:: Activity ::
Set down the line that has "for log_expect in" and each line beneath it, through the last line of the entries, exactly and with no others.

:: Exercise data ::
======
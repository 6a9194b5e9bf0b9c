// Copyright (c) 2020 Graphcore Ltd. All rights reserved.

//! This crate provides the _track_ capabilities of the fabric routing engine.
//!
//! _Track_ is text-based, human-readable logging emitted at various levels of
//! verbosity (from `Trace` through to `Error`) by a hierarchy of
//! [`Entities`](crate::entity::Entity). Every subdevice of the fabric owns an
//! entity below the fabric's top-level entity, so the output of individual
//! subdevices can be selected with regular expressions on their full names.
//!
//! The _track_ events can be emitted using:
//!
//!   - a textual output written to `stdout` or to a file.
//!   - the [log](https://docs.rs/log) facade, so that the host application's
//!     logger decides where messages end up.

// Enable warnings for missing documentation
#![warn(missing_docs)]

use std::str::FromStr;
use std::sync::Arc;

pub use log;
use parking_lot::Mutex;

pub mod builder;
pub mod entity;
pub mod id;
pub mod test_helpers;

/// Include the trackers.
pub mod tracker;
pub use id::Id;
pub use tracker::{Track, TrackConfigError, Tracker};

/// A type alias for objects that receive _log_ events.
///
/// The writer must implement Send in order to be shared between threads.
pub type Writer = Box<dyn std::io::Write + Send>;
type SharedWriter = Arc<Mutex<Writer>>;

/// Take the command-line string and convert it to a Level
pub fn str_to_level(lvl: &str) -> Result<log::Level, TrackConfigError> {
    log::Level::from_str(lvl)
        .map_err(|_| TrackConfigError(format!("Unable to parse level string '{lvl}'")))
}

/// ID value which indicates where there is no valid ID
pub const NO_ID: Id = Id(0);

/// The root ID from which all other IDs are derived
pub const ROOT: Id = Id(1);

/// Add an entity creation event
#[macro_export]
macro_rules! create {
    ($entity:expr) => {{
        if $entity
            .tracker
            .is_entity_enabled($entity.id, $crate::log::Level::Trace)
        {
            let parent_id = match &$entity.parent {
                Some(parent) => parent.id,
                None => $crate::NO_ID,
            };
            $entity
                .tracker
                .create(parent_id, $entity.id, $entity.full_name().as_str());
        }
    }};
}

/// Add an entity destroy event
#[macro_export]
macro_rules! destroy {
    ($entity:expr) => {{
        if $entity
            .tracker
            .is_entity_enabled($entity.id, $crate::log::Level::Trace)
        {
            match &$entity.parent {
                Some(parent) => $entity.tracker.destroy(parent.id, $entity.id),
                None => $entity.tracker.destroy($crate::NO_ID, $entity.id),
            };
        }
    }};
}

/// Base macro for log messages of all level.
///
/// The message is only formatted when the entity is enabled at the given
/// level.
#[macro_export]
macro_rules! log_base {
    ($entity:expr ; $lvl:expr, $($arg:tt)+) => (
        if $entity.tracker.is_entity_enabled($entity.id, $lvl) {
            $entity.tracker.log($entity.id, $lvl, format_args!($($arg)+));
        }
    );
}

/// The `trace` macro provides a wrapper for the [`log_base`] macro
/// at level `log::Level::Trace`
#[macro_export]
macro_rules! trace {
    ($entity:expr ; $($arg:tt)+) => (
        $crate::log_base!($entity ; $crate::log::Level::Trace, $($arg)+);
    );
}

/// The `debug` macro provides a wrapper for the [`log_base`] macro
/// at level `log::Level::Debug`
#[macro_export]
macro_rules! debug {
    ($entity:expr ; $($arg:tt)+) => (
        $crate::log_base!($entity ; $crate::log::Level::Debug, $($arg)+);
    );
}

/// The `info` macro provides a wrapper for the [`log_base`] macro at
/// level `log::Level::Info`
#[macro_export]
macro_rules! info {
    ($entity:expr ; $($arg:tt)+) => (
        $crate::log_base!($entity ; $crate::log::Level::Info, $($arg)+);
    );
}

/// The `warn` macro provides a wrapper for the [`log_base`] macro at
/// level `log::Level::Warn`
#[macro_export]
macro_rules! warn {
    ($entity:expr ; $($arg:tt)+) => (
        $crate::log_base!($entity ; $crate::log::Level::Warn, $($arg)+);
    );
}

/// the `error` macro provides a wrapper for the [`log_base`] macro
/// at level `log::Level::Error`
#[macro_export]
macro_rules! error {
    ($entity:expr ; $($arg:tt)+) => (
        $crate::log_base!($entity ; $crate::log::Level::Error, $($arg)+);
    );
}
// Copyright (c) 2020 Graphcore Ltd. All rights reserved.

//! This module provides helper functions for testing logging output
//!
//! The aim of this module is to provide commonly-used functions that enable the
//! testing of the output that should appear from logging macros.

use core::sync::atomic::Ordering;
use std::sync::atomic::AtomicU64;

use parking_lot::Mutex;
use regex::Regex;

use crate::{Id, Track};

/// A tracker that keeps track events.
pub struct TestTracker {
    events: Mutex<Vec<String>>,

    unique_id: AtomicU64,
}

impl TestTracker {
    /// Create a new [`Tracker`](crate::Tracker) for the tests.
    ///
    /// This keeps the track events in memory for checking later.
    #[must_use]
    pub fn new(initial_id: u64) -> Self {
        Self {
            events: Mutex::new(Vec::new()),
            unique_id: AtomicU64::new(initial_id),
        }
    }

    fn add_event(&self, event: String) {
        println!("{event}");
        self.events.lock().push(event);
    }

    /// Return a copy of the events recorded since the last clear.
    #[must_use]
    pub fn events(&self) -> Vec<String> {
        self.events.lock().clone()
    }

    /// Discard all recorded events.
    pub fn clear(&self) {
        self.events.lock().clear();
    }
}

impl Track for TestTracker {
    fn unique_id(&self) -> Id {
        let id = self.unique_id.fetch_add(1, Ordering::SeqCst);
        Id(id)
    }

    fn is_entity_enabled(&self, _id: Id, _level: log::Level) -> bool {
        true
    }

    fn add_entity(&self, _id: Id, _entity_name: &str) {
        // Do nothing
    }

    fn create(&self, created_by: Id, id: Id, name: &str) {
        self.add_event(format!("{created_by}: created {id}, {name}"));
    }

    fn destroy(&self, destroyed_by: Id, id: Id) {
        self.add_event(format!("{destroyed_by}: destroyed {id}"));
    }

    fn log(&self, id: Id, level: log::Level, msg: std::fmt::Arguments) {
        self.add_event(format!("{id}:{level}: {msg}"));
    }

    fn shutdown(&self) {
        // Do nothing
    }
}

/// Initialise the tracking system for tests
///
/// Returns both the [`TestTracker`] (for checking events) and the same object
/// as a [`Tracker`](crate::Tracker) to hand to the code under test.
///
/// # Arguments
///
/// * `start_id` - The ID value to be set as the starting value
///
/// # Examples
///
/// ```
/// use fabric_track::test_helpers;
///
/// # /* Need to comment this out so that it is actually built/tested by the infrastructure
/// #[test]
/// # */
/// fn smoke() {
///     let (test_tracker, tracker) = fabric_track::test_init!(10);
///     let top = fabric_track::entity::toplevel(&tracker, "top");
///     test_helpers::check_and_clear(&test_tracker, &["0: created 10, top"]);
/// }
/// ```
#[macro_export]
macro_rules! test_init {
    ($start_id:expr) => {{
        let test_tracker = std::sync::Arc::new($crate::test_helpers::TestTracker::new($start_id));
        let tracker: $crate::Tracker = test_tracker.clone();
        (test_tracker, tracker)
    }};
}

/// Check and clear the _log_ output
///
/// This function asserts that the logging output lines seen since the start or
/// the last time this function was called are expected.
///
/// It then also clears the output recorded so far.
///
/// # Arguments
///
/// * `tracker`  - A reference to the [`TestTracker`] being used in the test.
/// * `expected` - An array of expected regular expressions that the logging
///   output will be matched against.
pub fn check_and_clear(tracker: &TestTracker, expected: &[&str]) {
    let mut events = tracker.events.lock();

    println!("Checking {:?} matches {:?}", expected, *events);

    // Check that there are the same number of strings produced as expected
    assert_eq!(expected.len(), events.len());

    for (i, (log_expect, actual)) in expected.iter().zip(events.iter()).enumerate() {
        let re = Regex::new(log_expect).unwrap();
        println!("Checking {i}: {log_expect:?} matches {actual:?}");
        assert!(re.is_match(actual));
    }

    events.clear();
}

/// Check that at least one recorded event matches each of the expected
/// regular expressions, regardless of order, then clear the output.
///
/// Events from concurrent workers arrive in any order, so this is the check
/// used for multi-threaded output.
pub fn check_contains_and_clear(tracker: &TestTracker, expected: &[&str]) {
    let mut events = tracker.events.lock();
    for log_expect in expected {
        let re = Regex::new(log_expect).unwrap();
        assert!(
            events.iter().any(|actual| re.is_match(actual)),
            "no event matches {log_expect:?} in {:?}",
            *events
        );
    }
    events.clear();
}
======
:: Solution ::
    for log_expect in expected {
        let re = Regex::new(log_expect).unwrap();
        assert!(
            events.iter().any(|actual| re.is_match(actual)),
            "no event matches {log_expect:?} in {:?}",
            *events
        );
    }
    events.clear();
}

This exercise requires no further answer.